Pull from the data below each line where the word "bytes" occurs, and copy it.

Record set ▸
■ ■ ■ ■

//! Device transports for the CAN and serial bridges
//!
//! A device transport is blocking: bridges call it from
//! `spawn_blocking` and serialize access with their own I/O lock.
//! - SocketCAN device for raw CAN frames (Linux only)
//! - Mock device for testing

pub mod mock;

#[cfg(all(target_os = "linux", feature = "socketcan"))]
pub mod socketcan;

use std::sync::Arc;
use std::time::Duration;

use thiserror::Error;

use crate::config::{DeviceTransportConfig, SerialSettings};

/// One unit of device I/O: a CAN frame, or a chunk of serial bytes (`id` 0)
#[derive(Debug, Clone, PartialEq, Eq)]
pub struct DeviceFrame {
    pub id: u32,
    pub data: Vec<u8>,
}

impl DeviceFrame {
    pub fn new(id: u32, data: impl Into<Vec<u8>>) -> Self {
        Self {
            id,
            data: data.into(),
        }
    }

    pub fn bytes(data: impl Into<Vec<u8>>) -> Self {
        Self::new(0, data)
    }
}

/// What to open
#[derive(Debug, Clone, PartialEq)]
pub enum DeviceSettings {
    Can { interface: String },
    Serial(SerialSettings),
}

impl DeviceSettings {
    pub fn describe(&self) -> &str {
        match self {
            DeviceSettings::Can { interface } => interface,
            DeviceSettings::Serial(settings) => &settings.port,
        }
    }
}

#[derive(Debug, Error, Clone, PartialEq)]
pub enum DeviceError {
    #[error("Device not open")]
    NotOpen,

    #[error("Failed to open device: {0}")]
    OpenFailed(String),

    #[error("I/O error: {0}")]
    Io(String),

    #[error("Invalid frame: {0}")]
    InvalidFrame(String),

    #[error("Unsupported: {0}")]
    Unsupported(String),
}

/// Blocking device I/O
pub trait DeviceTransport: Send + Sync {
    /// Open (or re-open) the device with the given settings
    fn open(&self, settings: &DeviceSettings) -> Result<(), DeviceError>;

    fn close(&self) -> Result<(), DeviceError>;

    /// Wait up to `timeout` for input; `Ok(None)` when nothing arrived
    fn read(&self, timeout: Duration) -> Result<Option<DeviceFrame>, DeviceError>;

    fn write(&self, frame: &DeviceFrame) -> Result<(), DeviceError>;

    fn is_open(&self) -> bool;
}

/// Create a device transport based on configuration
pub fn create_device(
    config: &DeviceTransportConfig,
) -> Result<Arc<dyn DeviceTransport>, DeviceError> {
    match config {
        #[cfg(all(target_os = "linux", feature = "socketcan"))]
        DeviceTransportConfig::SocketCan => Ok(Arc::new(socketcan::SocketCanDevice::new())),
        #[cfg(not(all(target_os = "linux", feature = "socketcan")))]
        DeviceTransportConfig::SocketCan => Err(DeviceError::Unsupported(
            "SocketCAN requires Linux and the 'socketcan' feature".to_string(),
        )),
        DeviceTransportConfig::Mock(cfg) => Ok(Arc::new(mock::MockDevice::new(cfg))),
    }
}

■ ■ ■ ■

Answer to the problem ▸
/// One unit of device I/O: a CAN frame, or a chunk of serial bytes (`id` 0)
    pub fn bytes(data: impl Into<Vec<u8>>) -> Self {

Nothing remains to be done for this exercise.